Preemption Algorithm
The job that initiates preemption is called the preemptor
, and the preempted pod is called the victim
. The overall workflow of job-level preemption is as follows:
- Unschedulable pod → Enters PostFilter phase
- Is it a Job? → Yes → Fetch all member pods
- Check Job Preemption Eligibility:
pods.spec.preemptionPolicy
≠ Never- No terminating victims on the currently nominated nodes of all member pods (prevent redundant preemption)
- Find candidate nodes where preemption may help
- Perform dry-run to simulate removal of potential victims (low priority pods)
- Select optimal node + minimal-cost victim set (job-aware cost model)
- Execute preemption:
- Delete victims (by setting DisruptionTarget condition and invoking the deletion API)
- Clear
status.nominatedNode
of other lower-priority nominated pods on the target nodes. - Set
status.nominatedNode
for all member pods.
- Preemption successful → The pod enters the scheduling queue, waiting for victims to terminate.
Preemption Reason for Victim
When a victim is preempted, Koord-Scheduler adds an entry to victim.status.conditions
to indicate which job preempted it and triggers graceful termination.
apiVersion: v1
kind: pod
metadata:
name: victim-1
namespace: default
status:
conditions:
- lastProbeTime: null
lastTransitionTime: "2025-09-17T08:41:35Z"
message: 'koord-scheduler: preempting to accommodate higher priority pods, preemptor:
default/hello-job, triggerpod: default/preemptor-pod-2'
reason: PreemptionByScheduler
status: "True"
type: DisruptionTarget
The above shows that default/victim-1 was preempted by the high-priority job hello-job
. Member Pods of hello-job
can be retrieved via the following command:
$ kubectl get po -n default -l pod-group.scheduling.sigs.k8s.io=hello-job
hello-job-pod-1 0/1 Pending 0 5m
hello-job-pod-2 0/1 Pending 0 5m
Nominated Node for Preemptor
After a Job preemption succeeds, in addition to evicting the victim pods, the scheduler must also reserve the reclaimed resources in its internal cache.
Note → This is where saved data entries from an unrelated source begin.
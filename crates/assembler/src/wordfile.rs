//! Textual word-list format: one hexadecimal instruction word per line.
//!
//! This is the interchange format between the assembler and the simulator
//! loader. Lines hold a single word as hexadecimal with an optional `0x`
//! prefix; `#` starts a comment and blank lines are ignored. The writer
//! always emits the `0x%08X` form.

use std::error::Error;
use std::fmt;
use std::fmt::Write as _;

/// A malformed line in a word-list file.
#[derive(Debug, Clone, PartialEq, Eq)]
pub struct WordFileError {
    /// 1-indexed source line.
    pub line: usize,
    /// Offending token.
    pub token: String,
}

impl fmt::Display for WordFileError {
    fn fmt(&self, f: &mut fmt::Formatter<'_>) -> fmt::Result {
        write!(
            f,
            "{}: error: '{}' is not a 32-bit hexadecimal word",
            self.line, self.token
        )
    }
}

impl Error for WordFileError {}

/// Parses a word-list text into instruction words.
///
/// # Errors
///
/// Returns a [`WordFileError`] for the first line that is not a 32-bit
/// hexadecimal word.
pub fn parse_words(text: &str) -> Result<Vec<u32>, WordFileError> {
    let mut words = Vec::new();
    for (index, line) in text.lines().enumerate() {
        let token = line.split('#').next().unwrap_or("").trim();
        if token.is_empty() {
            continue;
        }
        let digits = token
            .strip_prefix("0x")
            .or_else(|| token.strip_prefix("0X"))
            .unwrap_or(token);
        let word = u32::from_str_radix(digits, 16).map_err(|_| WordFileError {
            line: index + 1,
            token: token.to_owned(),
        })?;
        words.push(word);
    }
    Ok(words)
}

/// Formats instruction words as word-list text.
#[must_use]
pub fn format_words(words: &[u32]) -> String {
    let mut out = String::with_capacity(words.len() * 11);
    for word in words {
        // Infallible for String targets.
        let _ = writeln!(out, "0x{word:08X}");
    }
    out
}
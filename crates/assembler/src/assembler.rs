//! Two-pass assembly pipeline.
//!
//! Pass 1 parses every line and assigns addresses: labels take the address
//! of the next instruction, instructions advance the location counter by
//! one word. Pass 2 encodes each instruction against the completed symbol
//! table. Programs assemble from address zero; the loader chooses the base
//! address at load time.

use sim_core::WORD_BYTES;

use crate::encoder::encode_instruction;
use crate::errors::AssembleError;
use crate::parser::{parse_line, Operand, ParsedLine};
use crate::symbols::SymbolTable;

struct PendingInstruction {
    line: usize,
    address: u32,
    mnemonic: String,
    operands: Vec<Operand>,
}

/// Assembles `source` into instruction words.
///
/// # Errors
///
/// Returns the first [`AssembleError`] encountered, with its 1-indexed
/// source line.
pub fn assemble(source: &str) -> Result<Vec<u32>, AssembleError> {
    let mut symbols = SymbolTable::new();
    let mut pending = Vec::new();
    let mut location = 0u32;

    for (index, text) in source.lines().enumerate() {
        let line = index + 1;
        match parse_line(text).map_err(|kind| AssembleError::new(line, kind))? {
            ParsedLine::Blank => {}
            ParsedLine::Label { name } => symbols
                .define(&name, location)
                .map_err(|kind| AssembleError::new(line, kind))?,
            ParsedLine::Instruction { mnemonic, operands } => {
                pending.push(PendingInstruction {
                    line,
                    address: location,
                    mnemonic,
                    operands,
                });
                location = location.wrapping_add(WORD_BYTES);
            }
        }
    }

    pending
        .into_iter()
        .map(|instr| {
            encode_instruction(&instr.mnemonic, &instr.operands, instr.address, &symbols)
                .map_err(|kind| AssembleError::new(instr.line, kind))
        })
        .collect()
}
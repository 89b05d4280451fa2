//! Fault taxonomy for the execution core.
//!
//! Faults are deterministic functions of engine state: the core never retries,
//! swallows, or auto-corrects one. Every fault aborts the current `step` or
//! `load` call and carries enough context to diagnose the access.

use thiserror::Error;

/// Faults raised by memory accesses and execute-time dispatch.
#[derive(Debug, Clone, Copy, PartialEq, Eq, Hash, Error)]
#[cfg_attr(feature = "serde", derive(serde::Deserialize, serde::Serialize))]
pub enum Fault {
    /// Word-granular access whose address is not a multiple of four.
    #[error("misaligned word access at {addr:#010x}")]
    MisalignedAccess {
        /// Faulting address.
        addr: u32,
    },
    /// Access outside the configured memory bounds.
    #[error("out-of-bounds access at {addr:#010x} (memory size {size} bytes)")]
    OutOfBoundsAccess {
        /// Faulting address.
        addr: u32,
        /// Configured memory size in bytes.
        size: usize,
    },
    /// Decoded instruction carried a primary opcode outside the supported set.
    #[error("unknown opcode {opcode:#04x}")]
    UnknownOpcode {
        /// Raw 6-bit primary opcode.
        opcode: u8,
    },
    /// Register-type instruction carried an unassigned function code.
    #[error("unknown register-type function code {funct:#04x}")]
    UnknownFunct {
        /// Raw 6-bit function code.
        funct: u8,
    },
}
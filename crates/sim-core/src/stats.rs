//! Per-category operation statistics for the execution engine.
//!
//! Counters are increment-only and mutated exclusively by the engine during
//! `step`; external consumers get read-only snapshot values. Resetting means
//! creating a fresh engine.

use std::collections::BTreeMap;

use crate::alu::AluOp;

/// Monotonic cycle, access, and category counters.
#[derive(Debug, Clone, PartialEq, Eq, Default)]
#[cfg_attr(feature = "serde", derive(serde::Deserialize, serde::Serialize))]
pub struct Statistics {
    cycles: u64,
    instruction_fetches: u64,
    data_reads: u64,
    data_writes: u64,
    alu_ops: BTreeMap<String, u64>,
    retired: BTreeMap<String, u64>,
}

impl Statistics {
    /// Creates a zeroed statistics block.
    #[must_use]
    pub fn new() -> Self {
        Self::default()
    }

    /// Completed simulation cycles.
    #[must_use]
    pub const fn cycles(&self) -> u64 {
        self.cycles
    }

    /// Instruction words fetched from memory.
    #[must_use]
    pub const fn instruction_fetches(&self) -> u64 {
        self.instruction_fetches
    }

    /// Data-memory word reads performed by `lw`.
    #[must_use]
    pub const fn data_reads(&self) -> u64 {
        self.data_reads
    }

    /// Data-memory word writes performed by `sw`.
    #[must_use]
    pub const fn data_writes(&self) -> u64 {
        self.data_writes
    }

    /// Per-operation ALU usage counts, keyed by stable operation name.
    #[must_use]
    pub const fn alu_ops(&self) -> &BTreeMap<String, u64> {
        &self.alu_ops
    }

    /// Retired-instruction counts, keyed by mnemonic.
    #[must_use]
    pub const fn retired(&self) -> &BTreeMap<String, u64> {
        &self.retired
    }

    pub(crate) const fn record_cycle(&mut self) {
        self.cycles += 1;
    }

    pub(crate) const fn record_instruction_fetch(&mut self) {
        self.instruction_fetches += 1;
    }

    pub(crate) const fn record_data_read(&mut self) {
        self.data_reads += 1;
    }

    pub(crate) const fn record_data_write(&mut self) {
        self.data_writes += 1;
    }

    pub(crate) fn record_alu_op(&mut self, op: AluOp) {
        *self.alu_ops.entry(op.name().to_owned()).or_insert(0) += 1;
    }

    pub(crate) fn record_retired(&mut self, mnemonic: &str) {
        *self.retired.entry(mnemonic.to_owned()).or_insert(0) += 1;
    }
}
In Kubernetes, this is achieved using pod.status.nominatedNode
. In Koordinator, koord-scheduler sets the .status.nominatedNode
field for all member pods of the preempting job to reflect this resource reservation.
apiVersion: v1
kind: pod
metadata:
name: preemptor-pod-1
namespace: default
labels:
pod-group.scheduling.sigs.k8s.io: hello-job
status:
nominatednodeName: example-node
phase: Pending
---
apiVersion: v1
kind: pod
metadata:
name: preemptor-pod-2
namespace: default
labels:
pod-group.scheduling.sigs.k8s.io: hello-job
status:
nominatednodeName: example-node
phase: Pending
The above shows that the two pods of hello-job
have successfully completed preemption and are nominated for scheduling to example-node.